Brasil, o campeão 2

“O brasileiro gosta de ignorar suas próprias virtudes e exaltar as próprias deficiências, numa inversão do chamado ufanismo. Sim, amigos, somos uns Narcisos, às avessas, que cospem na própria imagem.” Nelson Rodrigues escreveu isso em 57, praticamente um ano antes de cunhar o espetacular “complexo de vira-latas”, assunto de sua última crônica escrita antes da seleção partir para a vitória na Suécia.

Alguns dos meus infinitos leitores criticaram uma nota aqui pendurada citando, entre outras coisas, o volêi e até o MST(?) como atividades coletivas em que o Brasil se destaca. Coincidentemente, leio um artigo do Clóvis Rossi, na Folha, sustentando que a massa de jornalistas brasileiros que circula pela Alemanha para cobrir a copa, deve-se ao fato de que o futebol é a única atividade em que o Brasil é “world class”. Não acho. A Embraer é “world class”, a própria Petrobras, quicá a Globo ou o próprio jornal em que trabalha o articulista, são “world class”. Não é essa a questão.

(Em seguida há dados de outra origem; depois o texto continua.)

//! MCP server integration tests.
//!
//! Tools are called directly on the server; responses are the JSON text
//! agents receive.

use std::fs;
use std::path::Path;

use rmcp::handler::server::wrapper::Parameters;
use rmcp::model::{CallToolResult, ErrorCode, PromptMessage, PromptMessageContent, PromptMessageRole};
use rmcp::{ErrorData as McpError, ServerHandler};
use serde_json::Value;
use tempfile::TempDir;
use worksync::config::ServerConfig;
use worksync::mcp::*;
use worksync::tracker::WorkTracker;

fn seed(root: &Path) {
    fs::write(
        root.join("config.yaml"),
        "vault_path: ./vault\nprojects:\n  alpha:\n    repo: /nonexistent/alpha\n    description: Alpha project\n",
    )
    .unwrap();
    let alpha = root.join("projects/alpha");
    fs::create_dir_all(alpha.join("sprints")).unwrap();
    fs::write(alpha.join("work-index.yaml"), "project: alpha\nsprints:\n- s1\n").unwrap();
    fs::write(
        alpha.join("sprints/s1.yaml"),
        "id: s1\ntitle: First sprint\nstatus: active\nstories:\n- id: ST-1\n  status: in_progress\n",
    )
    .unwrap();
    fs::write(
        alpha.join("backlog.yaml"),
        "backlog:\n- id: B-1\n  theme: core\n  summary: First\n  status: todo\n",
    )
    .unwrap();
    fs::write(alpha.join("history.yaml"), "history: []\n").unwrap();
}

/// Helper to create a test MCP server over a fresh data root.
fn setup() -> (WorkSyncServer, TempDir) {
    let dir = tempfile::tempdir().expect("Failed to create temp dir");
    seed(dir.path());
    let config = ServerConfig {
        data_root: dir.path().to_path_buf(),
        auto_sync: false,
        ..ServerConfig::default()
    };
    (WorkSyncServer::new(WorkTracker::open(&config)), dir)
}

fn json_of(result: CallToolResult) -> Value {
    let text = &result.content[0]
        .as_text()
        .expect("Expected text content")
        .text;
    serde_json::from_str(text).expect("Expected JSON in text")
}

fn kind_of(error: &McpError) -> &str {
    error
        .data
        .as_ref()
        .and_then(|d| d.get("kind"))
        .and_then(Value::as_str)
        .unwrap_or_default()
}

O que se passa no Brasil é que, salvo excessões – e eu tenho que fazer essa ressalva, ainda que óbvia – articulações que movimentem pessoas e idéias em direção a um objetivo comum não vingam. Sim, o futebol é a jóia da coroa da brasilidade. Surgem craques aos borbotões, mas não porque há um esforço social em fazer crescer grandes atletas. Muito pelo contrário. É mais ou menos como a história das latinhas de alumínio. Um desavisado gritará “somos campeões do mundo em reciclagem de latas de alumínio!”. Um pouco mais de atenção e, olhando para fora da janela do carro, se vê que nossa taça de alumínio não se dá porque o governo tem um grande programa de reciclagem, ou porque o cidadão comum tem consciência ecológica, mas sim porque há muita gente a quem só resta revirar sacos de lixo e sacar uma latinha como prêmio.

O caso da Embraer é outro. Fundada em meio ao chumbo grosso da ditadura, goste-se ou não, tinha um objetivo estratégico. Ela é resultado de um ato deliberado dos comandantes da nação: fazer uma empresa de aviões e criar uma base tecnológica consistente para o país. Num artigo recente, Cristovam Buarque lembra que não foi apenas a vontade da governo em criar a empresa. Já haviam o Instituto Tecnológico da Aeronáutica e o Centro de Tecnologia Aeronáutica, investimento de sucessivos governos. Ou seja, claramente quando se constrói um projeto a coisa vai. Mas até o presente momento, só funciona na base da excessão.

Quanto ao MST, realmente não entendi o porquê da citação. É sim um movimento articulado, tem um objetivo coerente, mas parte de um pressuposto de rompimento nacional, justificado diga-se, e não de integração. Os esforços do MST são em benefício próprio, contra o latifundiário e o agro-negócio que também agem em benefício próprio. É uma conta que se anula.

Agora, o volêi? Vai pastar. Em plena copa do mundo eu vou pensar em volêi? Não sei nem se se acentua.